TASK GOAL. Say how many lines in the data below contain the word "function", and give no other text.

[STORED DATA Boundary: Start]

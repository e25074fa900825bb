use std::fs::File;
use std::io::Write;

use pretty_assertions::assert_eq;
use tempdir::TempDir;

use crate::config::AdapterConfig;
use crate::error::Error;

#[test]
fn default_config_is_4mb_gd5446() {
    let cfg = AdapterConfig::default();
    assert_eq!(0xB8, cfg.chip_id);
    assert_eq!(4 * 1024 * 1024, cfg.vram_size());
    assert!(cfg.color_emulation);
    assert!(cfg.cirrus_present);
}

#[test]
fn can_parse_partial_toml() {
    let cfg = AdapterConfig::from_toml_str(r#"
        chip_id = 0xA0
        dram_control = 0x10
        color_emulation = false
    "#).unwrap();

    assert_eq!(AdapterConfig {
        chip_id: 0xA0,
        dram_control: 0x10,
        color_emulation: false,
        ..AdapterConfig::default()
    }, cfg);
    assert_eq!(1024 * 1024, cfg.vram_size());
}

#[test]
fn rejects_unknown_keys() {
    match AdapterConfig::from_toml_str("chip = 1") {
        Err(Error::Toml(_)) => {}
        other => panic!("unexpected result {:?}", other),
    }
}

#[test]
fn can_load_config_file() {
    let dir = TempDir::new("cirrus-config").unwrap();
    let path = dir.path().join("adapter.toml");
    let mut f = File::create(&path).unwrap();
    writeln!(f, "dram_control = 0x18").unwrap();
    writeln!(f, "callback_offset = 0x1234").unwrap();
    drop(f);

    let cfg = AdapterConfig::from_file(&path).unwrap();
    assert_eq!(2 * 1024 * 1024, cfg.vram_size());
    assert_eq!(0x1234, cfg.callback_offset);
}

#[test]
fn missing_file_is_io_error() {
    let dir = TempDir::new("cirrus-config").unwrap();
    match AdapterConfig::from_file(dir.path().join("nope.toml")) {
        Err(Error::Io(_)) => {}
        other => panic!("unexpected result {:?}", other),
    }
}

#[test]
fn can_override_settings() {
    let mut cfg = AdapterConfig::default();
    cfg.set_override("chip_id", "0xA0").unwrap();
    cfg.set_override("color_emulation", "0").unwrap();
    assert_eq!(0xA0, cfg.chip_id);
    assert!(!cfg.color_emulation);

    match cfg.set_override("bogus", "1") {
        Err(Error::UnknownSetting(key)) => assert_eq!("bogus", key),
        other => panic!("unexpected result {:?}", other),
    }
    assert!(cfg.set_override("chip_id", "xyz").is_err());
}

#[test]
fn override_rejects_values_wider_than_the_register() {
    let mut cfg = AdapterConfig::default();
    match cfg.set_override("chip_id", "1A0") {
        Err(Error::OutOfRange(input)) => assert_eq!("1A0", input),
        other => panic!("unexpected result {:?}", other),
    }
    assert_eq!(0xB8, cfg.chip_id);
    assert!(cfg.set_override("dram_control", "0x118").is_err());
    assert_eq!(0x98, cfg.dram_control);

    // same as the toml path
    assert!(AdapterConfig::from_toml_str("chip_id = 0x1A0").is_err());

    cfg.set_override("callback_offset", "0xC000").unwrap();
    assert_eq!(0xC000, cfg.callback_offset);
}
use std::convert::From;
use std::fmt;

#[cfg(test)]
#[path = "./register_test.rs"]
mod register_test;

#[derive(Copy, Clone, Default, Debug, PartialEq)]
pub struct Register16 {
    pub val: u16,
}

impl Register16 {
    pub fn set_hi(&mut self, val: u8) {
        self.val = (self.val & 0xFF) + (u16::from(val) << 8);
    }
    pub fn set_lo(&mut self, val: u8) {
        self.val = (self.val & 0xFF00) + u16::from(val);
    }
    pub fn lo_u8(self) -> u8 {
        (self.val & 0xFF) as u8
    }
    pub fn hi_u8(self) -> u8 {
        (self.val >> 8) as u8
    }
}

/// names the fields of the register file passed in and out of the BIOS call handlers
#[derive(Copy, Clone, Debug, PartialEq)]
pub enum R {
    AL, CL, DL, BL, AH, CH, DH, BH,
    AX, CX, DX, BX, SP, BP, SI, DI,
    ES, CS, SS, DS,
}

impl R {
    /// index into the general purpose or segment register array
    fn index(self) -> usize {
        match self {
            R::AL | R::AH | R::AX | R::ES => 0,
            R::CL | R::CH | R::CX | R::CS => 1,
            R::DL | R::DH | R::DX | R::SS => 2,
            R::BL | R::BH | R::BX | R::DS => 3,
            R::SP => 4,
            R::BP => 5,
            R::SI => 6,
            R::DI => 7,
        }
    }

    pub fn is_8bit(self) -> bool {
        match self {
            R::AL | R::CL | R::DL | R::BL | R::AH | R::CH | R::DH | R::BH => true,
            _ => false,
        }
    }

    pub fn is_sreg(self) -> bool {
        match self {
            R::ES | R::CS | R::SS | R::DS => true,
            _ => false,
        }
    }

    pub fn as_str(self) -> &'static str {
        match self {
            R::AL => "al",
            R::CL => "cl",
            R::DL => "dl",
            R::BL => "bl",
            R::AH => "ah",
            R::CH => "ch",
            R::DH => "dh",
            R::BH => "bh",
            R::AX => "ax",
            R::CX => "cx",
            R::DX => "dx",
            R::BX => "bx",
            R::SP => "sp",
            R::BP => "bp",
            R::SI => "si",
            R::DI => "di",
            R::ES => "es",
            R::CS => "cs",
            R::SS => "ss",
            R::DS => "ds",
        }
    }
}

/// The register file a BIOS call handler reads its request from and writes its reply into.
#[derive(Copy, Clone, Default, Debug, PartialEq)]
pub struct RegisterState {
    pub gpr: [Register16; 8],
    pub sreg16: [u16; 4],
    pub flags: u16,
}

impl RegisterState {
    pub fn get_r8(&self, r: R) -> u8 {
        match r {
            R::AL | R::CL | R::DL | R::BL => self.gpr[r.index()].lo_u8(),
            R::AH | R::CH | R::DH | R::BH => self.gpr[r.index()].hi_u8(),
            _ => unreachable!("not a 8-bit register: {}", r.as_str()),
        }
    }

    pub fn set_r8(&mut self, r: R, val: u8) {
        match r {
            R::AL | R::CL | R::DL | R::BL => self.gpr[r.index()].set_lo(val),
            R::AH | R::CH | R::DH | R::BH => self.gpr[r.index()].set_hi(val),
            _ => unreachable!("not a 8-bit register: {}", r.as_str()),
        }
    }

    pub fn get_r16(&self, r: R) -> u16 {
        if r.is_8bit() {
            unreachable!("not a 16-bit register: {}", r.as_str());
        }
        if r.is_sreg() {
            self.sreg16[r.index()]
        } else {
            self.gpr[r.index()].val
        }
    }

    pub fn set_r16(&mut self, r: R, val: u16) {
        if r.is_8bit() {
            unreachable!("not a 16-bit register: {}", r.as_str());
        }
        if r.is_sreg() {
            self.sreg16[r.index()] = val;
        } else {
            self.gpr[r.index()].val = val;
        }
    }
}

impl fmt::Display for RegisterState {
    fn fmt(&self, f: &mut fmt::Formatter) -> fmt::Result {
        write!(f, "a={:04X} b={:04X} c={:04X} d={:04X} ds={:04X} es={:04X} si={:04X} di={:04X} bp={:04X} f={:04X}",
            self.get_r16(R::AX),
            self.get_r16(R::BX),
            self.get_r16(R::CX),
            self.get_r16(R::DX),
            self.get_r16(R::DS),
            self.get_r16(R::ES),
            self.get_r16(R::SI),
            self.get_r16(R::DI),
            self.get_r16(R::BP),
            self.flags)
    }
}
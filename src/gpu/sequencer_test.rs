use pretty_assertions::assert_eq;

use crate::gpu::{apply_program, cirrus_modes, CRTC_VGA};
use crate::hardware::{IoEvent, Port, TraceBus};

#[test]
fn writes_index_low_value_high() {
    let mut bus = TraceBus::default();
    apply_program(&mut bus, CRTC_VGA, Port::VGA_CRTC_ADDRESS);
    assert_eq!(vec![
        IoEvent::OutWord(Port::VGA_CRTC_ADDRESS, 0x001A),
        IoEvent::OutWord(Port::VGA_CRTC_ADDRESS, 0x001B),
        IoEvent::OutWord(Port::VGA_CRTC_ADDRESS, 0x001D),
    ], bus.events);
}

#[test]
fn writes_every_pair_and_nothing_else() {
    for mode in cirrus_modes() {
        for &(program, port) in &[(mode.seq, Port::SEQ_ADDRESS), (mode.graph, Port::GRDC_ADDRESS), (mode.crtc, Port::MDA_CRTC_ADDRESS)] {
            let mut bus = TraceBus::default();
            apply_program(&mut bus, program, port);

            assert_eq!(program.len(), bus.events.len());
            let writes = bus.word_writes_to(port);
            assert_eq!(program.len(), writes.len());
            assert!(!writes.contains(&0xFFFF));
            for (&(index, value), &word) in program.iter().zip(writes.iter()) {
                assert_eq!(u16::from(value) << 8 | u16::from(index), word);
            }
        }
    }
}

#[test]
fn empty_program_writes_nothing() {
    let mut bus = TraceBus::default();
    apply_program(&mut bus, &[], Port::SEQ_ADDRESS);
    assert!(bus.events.is_empty());
}

#[test]
fn program_lands_in_register_bank() {
    let mut bus = TraceBus::default();
    let mode = crate::gpu::find_mode(0x64).unwrap();
    apply_program(&mut bus, mode.seq, Port::SEQ_ADDRESS);
    assert_eq!(0x17, bus.seq[0x07]);
    assert_eq!(0x58, bus.seq[0x0B]);
    assert_eq!(0x33, bus.seq[0x1E]);
}
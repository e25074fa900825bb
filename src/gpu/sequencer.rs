use log::trace;

use crate::gpu::RegisterProgram;
use crate::hardware::VgaBus;

#[cfg(test)]
#[path = "./sequencer_test.rs"]
mod sequencer_test;

/// writes each (index, value) pair of `program` as one word to the index port `port`,
/// index in the low byte and value in the high byte
pub fn apply_program<B: VgaBus>(bus: &mut B, program: RegisterProgram, port: u16) {
    trace!("applying {} registers to {:04X}", program.len(), port);
    for &(index, value) in program {
        bus.out_u16(port, u16::from(value) << 8 | u16::from(index));
    }
}
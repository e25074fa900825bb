// these modules are re-exported as a single module

pub use self::register::*;
mod register;
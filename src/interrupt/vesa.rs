use log::debug;

use crate::cpu::{RegisterState, R};

#[cfg(test)]
#[path = "./vesa_test.rs"]
mod vesa_test;

/// AX value reporting "function call failed"
pub const VBE_FAIL: u16 = 0x014F;

/// INT 10h AH=4Fh. VESA BIOS extensions are not provided by this adapter,
/// every sub-function reports failure.
pub fn handle(regs: &mut RegisterState) {
    debug!("cirrus vesa al={:02X}: {}", regs.get_r8(R::AL), regs);
    regs.set_r16(R::AX, VBE_FAIL);
}
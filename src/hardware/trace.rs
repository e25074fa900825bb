use std::fmt;

use log::{debug, trace};

use crate::config::AdapterConfig;
use crate::hardware::{Port, VgaBus, SEG_GRAPH};
use crate::memory::{FlatMemory, MemoryAddress};

#[cfg(test)]
#[path = "./trace_test.rs"]
mod trace_test;

/// one I/O transaction as seen on the bus
#[derive(Clone, Copy, Debug, PartialEq)]
pub enum IoEvent {
    In(u16, u8),
    Out(u16, u8),
    OutWord(u16, u16),
    Fill(MemoryAddress, u16, usize),
}

impl fmt::Display for IoEvent {
    fn fmt(&self, f: &mut fmt::Formatter) -> fmt::Result {
        match *self {
            IoEvent::In(port, data) => write!(f, "in   {:04X} -> {:02X}", port, data),
            IoEvent::Out(port, data) => write!(f, "out  {:04X} <- {:02X}", port, data),
            IoEvent::OutWord(port, data) => write!(f, "outw {:04X} <- {:04X}", port, data),
            IoEvent::Fill(addr, data, length) => write!(f, "fill {} <- {:04X} x {} bytes", addr, data, length),
        }
    }
}

/// Emulates the register banks and banked video memory of a CLGD 54xx
/// and records every access in order.
pub struct TraceBus {
    pub events: Vec<IoEvent>,

    pub seq_index: u8,
    pub seq: [u8; 0x100],

    pub graph_index: u8,
    pub graph: [u8; 0x100],

    pub crtc_index: u8,
    pub crtc: [u8; 0x100],

    pub attr_index: u8,
    /// false: next write to 0x03C0 is an index, true: it is data
    attr_flipflop: bool,
    pub attr: [u8; 0x20],

    pub misc_output: u8,

    pub pel_mask: u8,
    pub hidden_dac: u8,
    /// number of consecutive PEL mask reads, 4 reads unlock the hidden DAC
    pel_reads: u8,

    pub vram: FlatMemory,

    cirrus_present: bool,
}

impl TraceBus {
    pub fn new(cfg: &AdapterConfig) -> Self {
        let mut bus = TraceBus {
            events: Vec::new(),
            seq_index: 0,
            seq: [0; 0x100],
            graph_index: 0,
            graph: [0; 0x100],
            crtc_index: 0,
            crtc: [0; 0x100],
            attr_index: 0,
            attr_flipflop: false,
            attr: [0; 0x20],
            misc_output: if cfg.color_emulation { 0x67 } else { 0x66 },
            pel_mask: 0xFF,
            hidden_dac: 0,
            pel_reads: 0,
            vram: FlatMemory::new(cfg.vram_size()),
            cirrus_present: cfg.cirrus_present,
        };
        bus.seq[0x0F] = cfg.dram_control;
        bus.crtc[0x27] = cfg.chip_id;
        bus.attr[0x10] = cfg.attribute_mode;
        bus
    }

    /// forgets all recorded events, keeps register state
    pub fn clear_events(&mut self) {
        self.events.clear();
    }

    /// returns the recorded events, leaving the log empty
    pub fn take_events(&mut self) -> Vec<IoEvent> {
        std::mem::replace(&mut self.events, Vec::new())
    }

    /// data of all word writes to `port`, in order
    pub fn word_writes_to(&self, port: u16) -> Vec<u16> {
        self.events.iter().filter_map(|e| match *e {
            IoEvent::OutWord(p, data) if p == port => Some(data),
            _ => None,
        }).collect()
    }

    /// address of the 64k graphics window in video memory
    pub fn bank_base(&self) -> u32 {
        let granularity = if self.graph[0x0B] & 0x20 != 0 { 16 * 1024 } else { 4 * 1024 };
        u32::from(self.graph[0x09]) * granularity
    }

    fn write_seq(&mut self, data: u8) {
        match self.seq_index {
            0x06 => {
                // extension unlock: reads back 0x12 when unlocked, 0x0F when locked
                self.seq[0x06] = if data & 0x17 == 0x12 { 0x12 } else { 0x0F };
            }
            0x0F => {
                // DRAM control is strapped
            }
            index => self.seq[index as usize] = data,
        }
    }

    fn read_seq(&self) -> u8 {
        if !self.cirrus_present && self.seq_index > 0x04 {
            return 0xFF;
        }
        self.seq[self.seq_index as usize]
    }

    fn write_attr(&mut self, data: u8) {
        if self.attr_flipflop {
            self.attr[self.attr_index as usize] = data;
        } else {
            self.attr_index = data & 0x1F;
        }
        self.attr_flipflop = !self.attr_flipflop;
    }

    fn write_pel_mask(&mut self, data: u8) {
        if self.cirrus_present && self.pel_reads >= 4 {
            self.hidden_dac = data;
        } else {
            self.pel_mask = data;
        }
        self.pel_reads = 0;
    }

    fn read_pel_mask(&mut self) -> u8 {
        if self.pel_reads < 4 {
            self.pel_reads += 1;
        }
        self.pel_mask
    }

    fn read(&mut self, port: u16) -> u8 {
        if port != Port::PEL_MASK {
            self.pel_reads = 0;
        }
        match port {
            Port::ACTL_READ_DATA => self.attr[self.attr_index as usize],
            Port::SEQ_ADDRESS => self.seq_index,
            Port::SEQ_DATA => self.read_seq(),
            Port::PEL_MASK => self.read_pel_mask(),
            Port::READ_MISC_OUTPUT => self.misc_output,
            Port::GRDC_ADDRESS => self.graph_index,
            Port::GRDC_DATA => self.graph[self.graph_index as usize],
            0x03B4 | 0x03D4 => self.crtc_index,
            0x03B5 | 0x03D5 => self.crtc[self.crtc_index as usize],
            Port::ACTL_RESET => {
                self.attr_flipflop = false;
                0
            }
            _ => {
                debug!("in_u8: unhandled port {:04X}", port);
                0xFF
            }
        }
    }

    fn write(&mut self, port: u16, data: u8) {
        if port != Port::PEL_MASK {
            self.pel_reads = 0;
        }
        match port {
            Port::ACTL_ADDRESS => self.write_attr(data),
            Port::SEQ_ADDRESS => self.seq_index = data,
            Port::SEQ_DATA => self.write_seq(data),
            Port::PEL_MASK => self.write_pel_mask(data),
            Port::GRDC_ADDRESS => self.graph_index = data,
            Port::GRDC_DATA => self.graph[self.graph_index as usize] = data,
            0x03B4 | 0x03D4 => self.crtc_index = data,
            0x03B5 | 0x03D5 => self.crtc[self.crtc_index as usize] = data,
            _ => debug!("out_u8: unhandled port {:04X}, data {:02X}", port, data),
        }
    }
}

impl Default for TraceBus {
    fn default() -> Self {
        Self::new(&AdapterConfig::default())
    }
}

impl VgaBus for TraceBus {
    fn in_u8(&mut self, port: u16) -> u8 {
        let data = self.read(port);
        trace!("in_u8 {:04X} = {:02X}", port, data);
        self.events.push(IoEvent::In(port, data));
        data
    }

    fn out_u8(&mut self, port: u16, data: u8) {
        trace!("out_u8 {:04X}, {:02X}", port, data);
        self.events.push(IoEvent::Out(port, data));
        self.write(port, data);
    }

    fn out_u16(&mut self, port: u16, data: u16) {
        trace!("out_u16 {:04X}, {:04X}", port, data);
        self.events.push(IoEvent::OutWord(port, data));
        self.write(port, data as u8);
        self.write(port.wrapping_add(1), (data >> 8) as u8);
    }

    fn memset16_far(&mut self, seg: u16, offset: u16, data: u16, length: usize) {
        let addr = MemoryAddress::new(seg, offset);
        self.events.push(IoEvent::Fill(addr, data, length));
        if seg != SEG_GRAPH {
            debug!("memset16_far: {} is outside the graphics window", addr);
            return;
        }
        let base = self.bank_base() + u32::from(offset);
        self.vram.fill_u16(base, data, length);
    }
}
// https://wiki.osdev.org/BIOS
// seabios: src/std/bda.h

use crate::memory::{FlatMemory, MemoryAddress};

pub struct BIOS {
}

impl BIOS {
    pub const DATA_SEG: u16           = 0x0040; // bios data segment, 256 byte at 000400 to 0004FF

    // offsets
    pub const DATA_CURRENT_MODE: u16  = 0x0049;
    pub const DATA_VBE_MODE: u16      = 0x00BA;

    /// size of a memory image that covers the interrupt vector table and the bios data area
    pub const LOW_MEMORY_SIZE: usize  = 0x0500;
}

/// The parts of the BIOS data area the video mode code maintains.
pub trait BiosDataArea {
    fn video_mode(&self) -> u8;
    fn set_video_mode(&mut self, mode: u8);
    fn vbe_mode(&self) -> u16;
    fn set_vbe_mode(&mut self, mode: u16);
}

impl BiosDataArea for FlatMemory {
    fn video_mode(&self) -> u8 {
        self.read_u8(MemoryAddress::new(BIOS::DATA_SEG, BIOS::DATA_CURRENT_MODE).value())
    }

    fn set_video_mode(&mut self, mode: u8) {
        self.write_u8(MemoryAddress::new(BIOS::DATA_SEG, BIOS::DATA_CURRENT_MODE).value(), mode);
    }

    fn vbe_mode(&self) -> u16 {
        self.read_u16(MemoryAddress::new(BIOS::DATA_SEG, BIOS::DATA_VBE_MODE).value())
    }

    fn set_vbe_mode(&mut self, mode: u16) {
        self.write_u16(MemoryAddress::new(BIOS::DATA_SEG, BIOS::DATA_VBE_MODE).value(), mode);
    }
}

[STORED DATA Boundary: End]

RESPONSE. 2